13. Task tuning, or high-end trim, refers to a reduction of lighting levels in a space based on Illuminating Engineering Society (IES)-recommended maintained task light level requirements or user preference, instead of what was originally designed (which may call for higher light levels). Consider that a user may want to reduce light levels in a space to 60 to 70 percent of the max, and increase this level only as needed. In this example, task tuning cuts energy usage by 30 to 40 percent. Task tuning is especially helpful in patient rooms, allowing patients, visitors and staff to rely on the ability of the human eye to adapt to available light, adjusting the room’s artificial light levels only as needed.

14. Research shows controlling the spectral distribution of light results in significant health benefits, making tunable white lighting particularly attractive for hospitals. Accordingly, some health care facilities are beginning to experiment with tunable white LEDs on geriatric and other units to positively impact patients’ circadian rhythm.

15. LEDs with lighting controls can mirror variations in intensity and color that mimic the sun’s daily cycle, delivering the appropriate type of light throughout the day. This helps create indoor spaces that support a patient’s internal clock or circadian cycle. These spaces, in turn, are a healthier and less disruptive alternative to the traditional built environment. Possible results include quicker patient turnover, better outcomes and increased profitability for hospitals.

16. Most LED lighting fixtures have at least some tuning capability, and tunable white LED luminaires with lighting controls are becoming much more affordable today.

17. Greater control can improve patient satisfaction and comfort. A patient who is struggling to achieve restful sleep may prefer to dim the lights or select a warm color temperature.

18. LEDs with lighting controls offer health care facilities a lighting solution that is not only efficient and effective today, but also designed to respond to the always-evolving needs of these facilities and the people they serve.

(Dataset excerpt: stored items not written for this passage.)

//! End-to-end graph searches on small weighted digraphs, cross-checked by
//! brute-force path enumeration.

use std::fmt;

use statespace::{
    ClosedKind, GraphConfig, GraphSearch, GraphState, GraphStrategy, OpenKind, Successor,
    Termination,
};

/// Weighted digraph fixture: minimum-cost route from node 0 to node 7.
static EDGES: &[(u8, u8, f64)] = &[
    (0, 1, 3.0),
    (0, 2, 1.0),
    (0, 5, 2.5),
    (1, 3, 2.0),
    (1, 4, 1.5),
    (2, 1, 1.0),
    (2, 4, 3.0),
    (3, 7, 1.0),
    (4, 7, 2.0),
    (5, 6, 4.0),
    (6, 7, 0.5),
];

const GOAL: u8 = 7;

#[derive(Debug, Clone, PartialEq, Eq, Hash)]
struct Junction(u8);

impl fmt::Display for Junction {
    fn fmt(&self, f: &mut fmt::Formatter) -> fmt::Result {
        write!(f, "n{}", self.0)
    }
}

impl GraphState for Junction {
    fn expand(&self) -> Vec<Successor<Self>> {
        EDGES
            .iter()
            .filter(|&&(from, _, _)| from == self.0)
            .map(|&(from, to, _)| {
                Successor::labeled(Junction(to), format!("{}->{}", from, to))
            })
            .collect()
    }

    fn is_goal(&self) -> bool {
        self.0 == GOAL
    }

    fn edge_cost(&self, from: &Self) -> f64 {
        EDGES
            .iter()
            .find(|&&(f, t, _)| f == from.0 && t == self.0)
            .map(|&(_, _, weight)| weight)
            .expect("edge exists")
    }
}

/// Every simple path from `from` to the goal, with its cost.
fn enumerate_paths(from: u8, trail: &mut Vec<u8>, cost: f64, found: &mut Vec<(Vec<u8>, f64)>) {
    if from == GOAL {
        found.push((trail.clone(), cost));
        return;
    }
    for &(f, t, weight) in EDGES {
        if f == from && !trail.contains(&t) {
            trail.push(t);
            enumerate_paths(t, trail, cost + weight, found);
            trail.pop();
        }
    }
}

fn brute_force() -> (Vec<(Vec<u8>, f64)>, f64) {
    let mut found = Vec::new();
    enumerate_paths(0, &mut vec![0], 0.0, &mut found);
    let minimum = found
        .iter()
        .map(|&(_, cost)| cost)
        .fold(f64::INFINITY, f64::min);
    (found, minimum)
}

fn path_ids(report: &statespace::GraphReport<Junction>, id: statespace::NodeId) -> Vec<u8> {
    report.path(id).iter().map(|j| j.0).collect()
}

#[test]
fn dijkstra_matches_brute_force_on_every_backend() {
    let (all_paths, minimum) = brute_force();
    assert!(minimum.is_finite());

    for open in [OpenKind::IndexedHeap, OpenKind::SortedTree] {
        for closed in [ClosedKind::Hashed, ClosedKind::Sorted] {
            let config = GraphConfig {
                open,
                closed,
                ..GraphConfig::default()
            };
            let report = GraphSearch::with_config(GraphStrategy::Dijkstra, config)
                .solve(Junction(0))
                .unwrap();
            let solution = report.first_solution().unwrap();
            assert_eq!(report.cost(solution), minimum);

            let ids = path_ids(&report, solution);
            let optimal: Vec<&Vec<u8>> = all_paths
                .iter()
                .filter(|&&(_, cost)| cost == minimum)
                .map(|(path, _)| path)
                .collect();
            assert!(optimal.contains(&&ids), "returned path {:?} is not optimal", ids);
        }
    }
}

#[test]
fn astar_with_admissible_heuristic_stays_optimal() {
    let (_, minimum) = brute_force();
    // Every remaining route costs at least half a unit per hop; zero is the
    // trivially admissible floor and already exercises f = g + h.
    let report = GraphSearch::new(GraphStrategy::AStar)
        .solve(Junction(0))
        .unwrap();
    let solution = report.first_solution().unwrap();
    assert_eq!(report.cost(solution), minimum);
}

#[test]
fn ida_star_reaches_the_same_minimum() {
    let (_, minimum) = brute_force();
    let report = GraphSearch::new(GraphStrategy::IdaStar)
        .solve(Junction(0))
        .unwrap();
    let solution = report.first_solution().unwrap();
    assert_eq!(report.cost(solution), minimum);
    // Bounded memory: IDA* never closes states.
    assert_eq!(report.closed().len(), 0);
}

#[test]
fn moves_name_the_traversed_edges() {
    let report = GraphSearch::new(GraphStrategy::Dijkstra)
        .solve(Junction(0))
        .unwrap();
    let solution = report.first_solution().unwrap();
    let moves = report.moves(solution);
    let ids = path_ids(&report, solution);
    assert_eq!(moves.len(), ids.len() - 1);
    for (index, window) in ids.windows(2).enumerate() {
        assert_eq!(moves[index], format!("{}->{}", window[0], window[1]));
    }
}

#[test]
fn quota_without_closed_set_collects_alternative_routes() {
    let config = GraphConfig {
        closed: ClosedKind::Off,
        solution_quota: 2,
        ..GraphConfig::default()
    };
    let report = GraphSearch::with_config(GraphStrategy::Dijkstra, config).run(Junction(0));
    assert_eq!(report.solutions().len(), 2);
    assert_eq!(report.termination(), Termination::SolutionQuota);
    // Discovery order is cost order for Dijkstra.
    let first = report.cost(report.solutions()[0]);
    let second = report.cost(report.solutions()[1]);
    assert!(first <= second);
}

/// Diamond where the goal is first reached through an expensive route and
/// must be re-parented when the cheap route arrives.
static DIAMOND: &[(u8, u8, f64)] = &[(0, 1, 1.0), (0, 2, 2.0), (1, 3, 5.0), (2, 3, 1.0)];

#[derive(Debug, Clone, PartialEq, Eq, Hash)]
struct Diamond(u8);

impl fmt::Display for Diamond {
    fn fmt(&self, f: &mut fmt::Formatter) -> fmt::Result {
        write!(f, "d{}", self.0)
    }
}

impl GraphState for Diamond {
    fn expand(&self) -> Vec<Successor<Self>> {
        DIAMOND
            .iter()
            .filter(|&&(from, _, _)| from == self.0)
            .map(|&(_, to, _)| Successor::new(Diamond(to)))
            .collect()
    }

    fn is_goal(&self) -> bool {
        self.0 == 3
    }

    fn edge_cost(&self, from: &Self) -> f64 {
        DIAMOND
            .iter()
            .find(|&&(f, t, _)| f == from.0 && t == self.0)
            .map(|&(_, _, weight)| weight)
            .expect("edge exists")
    }
}

#[test]
fn better_route_replaces_the_open_entry_and_reparents() {
    // Pop order: d0, d1 (g=1, queues goal at g=6), d2 (g=2, improves the
    // goal to g=3 and replaces it), goal.
    let report = GraphSearch::new(GraphStrategy::Dijkstra)
        .solve(Diamond(0))
        .unwrap();
    let solution = report.first_solution().unwrap();
    assert_eq!(report.cost(solution), 3.0);
    let ids: Vec<u8> = report.path(solution).iter().map(|d| d.0).collect();
    assert_eq!(ids, vec![0, 2, 3]);
}

#[test]
fn memorized_children_mirror_the_surviving_tree() {
    let config = GraphConfig {
        memorize_children: true,
        ..GraphConfig::default()
    };
    let report = GraphSearch::with_config(GraphStrategy::Dijkstra, config)
        .solve(Diamond(0))
        .unwrap();
    let solution = report.first_solution().unwrap();

    let handles = report.path_handles(solution);
    assert_eq!(handles.len(), 3);
    let root = handles[0];
    let via = handles[1];
    assert_eq!(report.state(via).0, 2);

    // The root memorized both branches; the goal hangs under d2 and was
    // detached from d1 when the cheaper route replaced it.
    assert_eq!(report.children(root).len(), 2);
    assert!(report.children(via).contains(&solution));
    for &branch in report.children(root) {
        if branch != via {
            assert!(!report.children(branch).contains(&solution));
        }
    }
}
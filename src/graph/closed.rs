use std::collections::{BTreeMap, HashMap};

use crate::arena::NodeId;
use crate::key::Key;

/// Which closed-set backend a search uses.
///
/// `Off` disables the visited check entirely; only sound when the search
/// space is a tree (no re-convergent paths), where it saves the memory of
/// remembering every expanded state.
#[derive(Debug, Clone, Copy, PartialEq, Eq)]
pub enum ClosedKind {
    Hashed,
    Sorted,
    Off,
}

impl Default for ClosedKind {
    fn default() -> Self {
        ClosedKind::Hashed
    }
}

/// Visited-state container for graph searches.
#[derive(Debug)]
pub enum ClosedSet {
    Hashed(HashMap<Key, NodeId>),
    Sorted(BTreeMap<Key, NodeId>),
    Off,
}

impl ClosedSet {
    pub(crate) fn new(kind: ClosedKind) -> Self {
        match kind {
            ClosedKind::Hashed => ClosedSet::Hashed(HashMap::new()),
            ClosedKind::Sorted => ClosedSet::Sorted(BTreeMap::new()),
            ClosedKind::Off => ClosedSet::Off,
        }
    }

    pub fn is_enabled(&self) -> bool {
        !matches!(self, ClosedSet::Off)
    }

    pub(crate) fn put(&mut self, key: Key, id: NodeId) {
        match self {
            ClosedSet::Hashed(map) => {
                map.insert(key, id);
            }
            ClosedSet::Sorted(map) => {
                map.insert(key, id);
            }
            ClosedSet::Off => {}
        }
    }

    pub fn contains(&self, key: &Key) -> bool {
        self.get(key).is_some()
    }

    pub fn get(&self, key: &Key) -> Option<NodeId> {
        match self {
            ClosedSet::Hashed(map) => map.get(key).copied(),
            ClosedSet::Sorted(map) => map.get(key).copied(),
            ClosedSet::Off => None,
        }
    }

    pub fn remove(&mut self, key: &Key) {
        match self {
            ClosedSet::Hashed(map) => {
                map.remove(key);
            }
            ClosedSet::Sorted(map) => {
                map.remove(key);
            }
            ClosedSet::Off => {}
        }
    }

    pub fn len(&self) -> usize {
        match self {
            ClosedSet::Hashed(map) => map.len(),
            ClosedSet::Sorted(map) => map.len(),
            ClosedSet::Off => 0,
        }
    }

    pub fn is_empty(&self) -> bool {
        self.len() == 0
    }

    pub fn clear(&mut self) {
        match self {
            ClosedSet::Hashed(map) => map.clear(),
            ClosedSet::Sorted(map) => map.clear(),
            ClosedSet::Off => {}
        }
    }
}
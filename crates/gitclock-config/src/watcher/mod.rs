//! File watcher for live reload.
//!
//! Uses the `notify` crate to watch a single file for changes,
//! with a 500ms debounce to avoid rapid reloads.

mod file_watcher;


pub use file_watcher::{FileWatcher, DEBOUNCE};
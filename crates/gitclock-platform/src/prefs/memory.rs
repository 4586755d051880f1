use std::collections::BTreeMap;
use std::sync::{Mutex, PoisonError};

use gitclock_common::PlatformError;

use super::PreferenceStore;

/// In-process preference store. Nothing outlives the value itself.
#[derive(Default)]
pub struct MemoryPreferences {
    entries: Mutex<BTreeMap<String, String>>,
}

impl MemoryPreferences {
    pub fn new() -> Self {
        Self::default()
    }
}

impl PreferenceStore for MemoryPreferences {
    fn get(&self, key: &str) -> Result<Option<String>, PlatformError> {
        let entries = self.entries.lock().unwrap_or_else(PoisonError::into_inner);
        Ok(entries.get(key).cloned())
    }

    fn put(&self, key: &str, value: &str) -> Result<(), PlatformError> {
        let mut entries = self.entries.lock().unwrap_or_else(PoisonError::into_inner);
        entries.insert(key.to_string(), value.to_string());
        Ok(())
    }

    fn remove(&self, key: &str) -> Result<(), PlatformError> {
        let mut entries = self.entries.lock().unwrap_or_else(PoisonError::into_inner);
        entries.remove(key);
        Ok(())
    }
}
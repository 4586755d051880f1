use serde::{Deserialize, Serialize};
use tokio::sync::broadcast;

/// Which editor produced a durable layout write.
#[derive(Debug, Clone, Copy, PartialEq, Eq, Serialize, Deserialize)]
#[serde(rename_all = "snake_case")]
pub enum CommitOrigin {
    /// On-device gesture editor.
    Native,
    /// Browser editor through the HTTP bridge.
    Remote,
}

#[derive(Debug, Clone, Serialize, Deserialize)]
#[serde(tag = "type", content = "data")]
pub enum Event {
    ConfigReloaded,
    LayoutCommitted { origin: CommitOrigin },
    LayoutReloaded,
    LayoutReset,
    ScreenResized { width: u32, height: u32 },
    BridgeStarted { addr: String },
    BridgeStopped,
    Shutdown,
    #[serde(other)]
    Unknown,
}

pub struct EventBus {
    sender: broadcast::Sender<Event>,
}

impl EventBus {
    pub fn new(capacity: usize) -> Self {
        let (sender, _) = broadcast::channel(capacity);
        Self { sender }
    }

    pub fn subscribe(&self) -> broadcast::Receiver<Event> {
        self.sender.subscribe()
    }

    pub fn publish(&self, event: Event) -> usize {
        tracing::trace!(?event, "publishing event");
        self.sender.send(event).unwrap_or(0)
    }
}

impl Default for EventBus {
    fn default() -> Self {
        Self::new(64)
    }
}
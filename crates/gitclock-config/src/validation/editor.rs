//! Editor bounds and fallback screen validation.

use crate::schema::GitClockConfig;

use super::helpers::{validate_range, validate_range_f64};

pub(crate) fn validate_editor(errors: &mut Vec<String>, config: &GitClockConfig) {
    let editor = &config.editor;
    validate_range_f64(errors, "editor.min_scale", editor.min_scale, 0.1, 1.0);
    validate_range_f64(errors, "editor.max_scale", editor.max_scale, 1.0, 10.0);
    validate_range(
        errors,
        "editor.poll_interval_ms",
        editor.poll_interval_ms,
        100,
        60_000,
    );
}

pub(crate) fn validate_screen(errors: &mut Vec<String>, config: &GitClockConfig) {
    validate_range(errors, "screen.width", u64::from(config.screen.width), 1, 16_384);
    validate_range(errors, "screen.height", u64::from(config.screen.height), 1, 16_384);
}
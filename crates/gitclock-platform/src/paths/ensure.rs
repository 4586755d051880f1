use std::fs;

use gitclock_common::PlatformError;

use super::resolve::{config_dir, data_dir, log_dir};

/// Creates all GitClock directories if they do not already exist.
pub fn ensure_dirs() -> Result<(), PlatformError> {
    fs::create_dir_all(config_dir()?).map_err(|e| PlatformError::PathError(e.to_string()))?;
    fs::create_dir_all(data_dir()?).map_err(|e| PlatformError::PathError(e.to_string()))?;
    fs::create_dir_all(log_dir()?).map_err(|e| PlatformError::PathError(e.to_string()))?;
    Ok(())
}
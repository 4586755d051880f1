//! Anchor-relative offset ↔ absolute pixel conversion.
//!
//! Every function here is pure and total: any finite input, including
//! negative offsets and zero-sized screens, yields a finite result.

use serde::{Deserialize, Serialize};

use crate::geometry::ScreenGeometry;
use crate::model::Layout;
use crate::widget::{AnchorSpec, Edge};

/// Top-left corner of a widget's unscaled box, in device pixels.
#[derive(Debug, Clone, Copy, PartialEq, Serialize, Deserialize)]
pub struct Position {
    pub left: f64,
    pub top: f64,
}

/// Where and how large a widget is drawn.
#[derive(Debug, Clone, Copy, PartialEq, Serialize, Deserialize)]
pub struct Placement {
    pub left: f64,
    pub top: f64,
    pub width: f64,
    pub height: f64,
    /// Applied around the box centre.
    pub scale: f64,
}

fn axis_origin(edge: Edge, screen: f64, extent: f64) -> f64 {
    (screen - extent) * edge.factor()
}

/// Resolve a stored offset against its anchor on a given screen.
pub fn to_absolute(layout: &Layout, anchor: &AnchorSpec, screen: ScreenGeometry) -> Position {
    let screen_w = f64::from(screen.width);
    let screen_h = f64::from(screen.height);
    let (w, h) = anchor.extent(screen_w);
    Position {
        left: axis_origin(anchor.horizontal, screen_w, w) + layout.x,
        top: axis_origin(anchor.vertical, screen_h, h) + layout.y,
    }
}

/// Inverse of [`to_absolute`]: the offset that puts the box at `position`.
pub fn to_offset(position: Position, anchor: &AnchorSpec, screen: ScreenGeometry) -> (f64, f64) {
    let screen_w = f64::from(screen.width);
    let screen_h = f64::from(screen.height);
    let (w, h) = anchor.extent(screen_w);
    (
        position.left - axis_origin(anchor.horizontal, screen_w, w),
        position.top - axis_origin(anchor.vertical, screen_h, h),
    )
}

pub fn placement(layout: &Layout, anchor: &AnchorSpec, screen: ScreenGeometry) -> Placement {
    let Position { left, top } = to_absolute(layout, anchor, screen);
    let (width, height) = anchor.extent(f64::from(screen.width));
    Placement {
        left,
        top,
        width,
        height,
        scale: layout.scale,
    }
}

#[cfg(test)]
mod tests {
    use super::*;
    use crate::widget::{WidgetId, WidgetSize};

    fn layout(x: f64, y: f64) -> Layout {
        Layout {
            x,
            y,
            ..Layout::default()
        }
    }

    fn fixed(horizontal: Edge, vertical: Edge) -> AnchorSpec {
        AnchorSpec {
            horizontal,
            vertical,
            size: WidgetSize::Fixed {
                width: 100.0,
                height: 50.0,
            },
        }
    }

    #[test]
    fn start_anchor_uses_offset_directly() {
        let pos = to_absolute(
            &layout(12.0, 7.0),
            &fixed(Edge::Start, Edge::Start),
            ScreenGeometry::new(800, 600),
        );
        assert_eq!(pos, Position { left: 12.0, top: 7.0 });
    }

    #[test]
    fn end_anchor_subtracts_extent() {
        let pos = to_absolute(
            &layout(-10.0, 5.0),
            &fixed(Edge::End, Edge::End),
            ScreenGeometry::new(800, 600),
        );
        assert_eq!(pos, Position { left: 690.0, top: 555.0 });
    }

    #[test]
    fn center_anchor_halves_free_space() {
        let pos = to_absolute(
            &layout(3.0, 0.0),
            &fixed(Edge::Center, Edge::Center),
            ScreenGeometry::new(800, 600),
        );
        assert_eq!(pos, Position { left: 353.0, top: 275.0 });
    }

    #[test]
    fn anchor_invariance_across_screens() {
        let stored = layout(-25.0, 40.0);
        let g1 = ScreenGeometry::new(1920, 1080);
        let g2 = ScreenGeometry::new(1280, 800);

        for id in [WidgetId::Battery, WidgetId::Clock, WidgetId::Stats] {
            let anchor = id.anchor();
            let p1 = to_absolute(&stored, &anchor, g1);
            let p2 = to_absolute(&stored, &anchor, g2);

            let dw = f64::from(g1.width) - f64::from(g2.width);
            let dh = f64::from(g1.height) - f64::from(g2.height);
            assert!((p1.left - p2.left - dw * anchor.horizontal.factor()).abs() < 1e-9);
            assert!((p1.top - p2.top - dh * anchor.vertical.factor()).abs() < 1e-9);

            // The offset recovered on either screen is the stored one.
            assert_eq!(to_offset(p1, &anchor, g1), (stored.x, stored.y));
            assert_eq!(to_offset(p2, &anchor, g2), (stored.x, stored.y));
        }
    }

    #[test]
    fn degenerate_screen_is_finite() {
        for id in WidgetId::ALL {
            let pos = to_absolute(&layout(-1e6, 1e6), &id.anchor(), ScreenGeometry::new(0, 0));
            assert!(pos.left.is_finite());
            assert!(pos.top.is_finite());
        }
    }

    #[test]
    fn commit_board_spans_screen() {
        let p = placement(
            &WidgetId::CommitBoard.default_layout(),
            &WidgetId::CommitBoard.anchor(),
            ScreenGeometry::new(1040, 600),
        );
        assert!((p.width - 1000.0).abs() < 1e-9);
        assert!((p.left - 20.0).abs() < 1e-9);
        assert!((p.top - (600.0 - 72.0)).abs() < 1e-9);
    }

    #[test]
    fn placement_carries_scale() {
        let mut stored = layout(0.0, 0.0);
        stored.scale = 1.5;
        let p = placement(&stored, &WidgetId::Clock.anchor(), ScreenGeometry::new(800, 480));
        assert_eq!(p.scale, 1.5);
        assert_eq!((p.width, p.height), (300.0, 150.0));
        assert_eq!(p.left, 500.0);
    }
}
//! JSON-file preference store with atomic replace writes.

use std::collections::BTreeMap;
use std::path::{Path, PathBuf};
use std::sync::{Mutex, PoisonError};

use gitclock_common::PlatformError;
use tracing::{debug, warn};

use super::PreferenceStore;

/// Preferences persisted as one flat JSON object on disk.
///
/// Every write is read-modify-write under a process-local mutex and lands
/// through a `.tmp` file plus rename, so readers in any process observe
/// either the previous or the next file, never a partial one.
pub struct FilePreferences {
    path: PathBuf,
    lock: Mutex<()>,
}

impl FilePreferences {
    pub fn open(path: impl Into<PathBuf>) -> Self {
        Self {
            path: path.into(),
            lock: Mutex::new(()),
        }
    }

    fn read_all(&self) -> Result<BTreeMap<String, String>, PlatformError> {
        let content = match std::fs::read_to_string(&self.path) {
            Ok(content) => content,
            Err(e) if e.kind() == std::io::ErrorKind::NotFound => return Ok(BTreeMap::new()),
            Err(e) => {
                return Err(PlatformError::PrefsError(format!(
                    "failed to read {}: {e}",
                    self.path.display()
                )))
            }
        };

        if content.trim().is_empty() {
            return Ok(BTreeMap::new());
        }

        serde_json::from_str(&content).map_err(|e| {
            PlatformError::PrefsError(format!("failed to parse {}: {e}", self.path.display()))
        })
    }

    fn write_all(&self, entries: &BTreeMap<String, String>) -> Result<(), PlatformError> {
        let json = serde_json::to_string_pretty(entries)
            .map_err(|e| PlatformError::PrefsError(format!("failed to serialize: {e}")))?;

        if let Some(parent) = self.path.parent() {
            std::fs::create_dir_all(parent).map_err(|e| {
                PlatformError::PrefsError(format!(
                    "failed to create directory {}: {e}",
                    parent.display()
                ))
            })?;
        }

        let tmp_path = self.path.with_extension("json.tmp");
        std::fs::write(&tmp_path, &json).map_err(|e| {
            PlatformError::PrefsError(format!("failed to write {}: {e}", tmp_path.display()))
        })?;

        if let Err(e) = std::fs::rename(&tmp_path, &self.path) {
            if let Err(cleanup) = std::fs::remove_file(&tmp_path) {
                warn!(path = %tmp_path.display(), "failed to remove temp file: {cleanup}");
            }
            return Err(PlatformError::PrefsError(format!(
                "failed to replace {}: {e}",
                self.path.display()
            )));
        }

        debug!(path = %self.path.display(), "preferences saved");
        Ok(())
    }

    fn edit(
        &self,
        apply: impl FnOnce(&mut BTreeMap<String, String>),
    ) -> Result<(), PlatformError> {
        let _guard = self.lock.lock().unwrap_or_else(PoisonError::into_inner);
        // An unreadable file is left as is; rewriting it would drop every other key.
        let mut entries = self.read_all()?;
        apply(&mut entries);
        self.write_all(&entries)
    }
}

impl PreferenceStore for FilePreferences {
    fn get(&self, key: &str) -> Result<Option<String>, PlatformError> {
        let _guard = self.lock.lock().unwrap_or_else(PoisonError::into_inner);
        Ok(self.read_all()?.remove(key))
    }

    fn put(&self, key: &str, value: &str) -> Result<(), PlatformError> {
        self.edit(|entries| {
            entries.insert(key.to_string(), value.to_string());
        })
    }

    fn remove(&self, key: &str) -> Result<(), PlatformError> {
        self.edit(|entries| {
            entries.remove(key);
        })
    }

    fn path(&self) -> Option<&Path> {
        Some(&self.path)
    }
}
//! The on-device runtime: one store, one geometry publisher, one event bus.

use std::path::PathBuf;
use std::sync::Arc;

use gitclock_bridge::BridgeState;
use gitclock_common::{Event, EventBus, GitClockError};
use gitclock_config::GitClockConfig;
use gitclock_layout::{
    placement, GestureSession, LayoutMap, LayoutStore, Placement, ScaleLimits, ScreenGeometry,
    ScreenGeometryPublisher, WidgetId,
};
use gitclock_platform::{FilePreferences, PreferenceStore};
use tracing::info;

use crate::edit::Editor;

pub struct Device {
    pub store: Arc<LayoutStore>,
    pub geometry: Arc<ScreenGeometryPublisher>,
    pub events: Arc<EventBus>,
    pub prefs_path: Option<PathBuf>,
    pub limits: ScaleLimits,
}

impl Device {
    /// Open the preference file chosen by `prefs_override`, then config,
    /// then the platform data directory.
    pub fn open(config: &GitClockConfig, prefs_override: Option<PathBuf>) -> Result<Self, GitClockError> {
        let path = resolve_prefs_path(config, prefs_override)?;
        info!(path = %path.display(), "using preference file");
        Ok(Self::with_prefs(config, Arc::new(FilePreferences::open(path))))
    }

    pub fn with_prefs(config: &GitClockConfig, prefs: Arc<dyn PreferenceStore>) -> Self {
        let prefs_path = prefs.path().map(PathBuf::from);
        let events = Arc::new(EventBus::default());
        let store = Arc::new(LayoutStore::open(prefs).with_events(events.clone()));
        let geometry = Arc::new(ScreenGeometryPublisher::new(screen_of(config)));
        Self {
            store,
            geometry,
            events,
            prefs_path,
            limits: limits_of(config),
        }
    }

    /// Record a new surface measurement, announcing it if the size changed.
    pub fn resize(&self, width: u32, height: u32) -> bool {
        let changed = self.geometry.publish(width, height);
        if changed {
            self.events.publish(Event::ScreenResized { width, height });
        }
        changed
    }

    pub fn bridge_state(&self) -> BridgeState {
        BridgeState::new(self.store.clone(), self.geometry.clone())
            .with_events(self.events.clone())
            .with_limits(self.limits)
    }

    /// Gesture editor working on this device's store and geometry.
    pub fn editor(&self) -> Editor {
        let session = GestureSession::new(self.store.clone(), self.limits);
        Editor::new(session, self.geometry.clone())
    }

    /// Render pass over the working map at the current geometry.
    pub fn placements(&self) -> Vec<(WidgetId, Placement)> {
        render(&self.store.snapshot(), self.geometry.current())
    }
}

/// Absolute placement of every widget for `layout` on `screen`.
pub fn render(layout: &LayoutMap, screen: ScreenGeometry) -> Vec<(WidgetId, Placement)> {
    WidgetId::ALL
        .into_iter()
        .map(|id| (id, placement(&layout.resolve(id), &id.anchor(), screen)))
        .collect()
}

pub fn format_placements(placements: &[(WidgetId, Placement)]) -> String {
    let mut out = format!(
        "{:<14}{:>10}{:>10}{:>10}{:>10}{:>8}\n",
        "WIDGET", "LEFT", "TOP", "WIDTH", "HEIGHT", "SCALE"
    );
    for (id, p) in placements {
        out.push_str(&format!(
            "{:<14}{:>10.1}{:>10.1}{:>10.1}{:>10.1}{:>8.2}\n",
            id.as_str(),
            p.left,
            p.top,
            p.width,
            p.height,
            p.scale
        ));
    }
    out
}

pub fn screen_of(config: &GitClockConfig) -> ScreenGeometry {
    ScreenGeometry::new(config.screen.width, config.screen.height)
}

pub fn limits_of(config: &GitClockConfig) -> ScaleLimits {
    ScaleLimits::new(config.editor.min_scale, config.editor.max_scale)
}

fn resolve_prefs_path(
    config: &GitClockConfig,
    prefs_override: Option<PathBuf>,
) -> Result<PathBuf, GitClockError> {
    if let Some(path) = prefs_override {
        return Ok(path);
    }
    if !config.storage.prefs_file.is_empty() {
        return Ok(PathBuf::from(&config.storage.prefs_file));
    }
    Ok(gitclock_platform::prefs_file()?)
}
//! Shared range-validation helpers used by all domain validators.

/// Push an error if `value` is outside `[min, max]` (integer).
pub(crate) fn validate_range(errors: &mut Vec<String>, name: &str, value: u64, min: u64, max: u64) {
    if value < min || value > max {
        errors.push(format!("{name} = {value} is out of range [{min}, {max}]"));
    }
}

/// Push an error if `value` is outside `[min, max]` (float).
pub(crate) fn validate_range_f64(
    errors: &mut Vec<String>,
    name: &str,
    value: f64,
    min: f64,
    max: f64,
) {
    if !(min..=max).contains(&value) {
        errors.push(format!("{name} = {value} is out of range [{min}, {max}]"));
    }
}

The Environmental Protection Agency estimates that U.S. health care organizations amass about $6.5 billion in energy costs annually (U.S. EPA), but LEDs provide a natural cost savings solution, and networked lighting controls significantly increase their potential. In an era of skyrocketing health care costs and significant, widespread waste, hospitals that adopt a systems-based approach are able to reduce operating expenses, introduce new capabilities and effectively future-proof their facilities.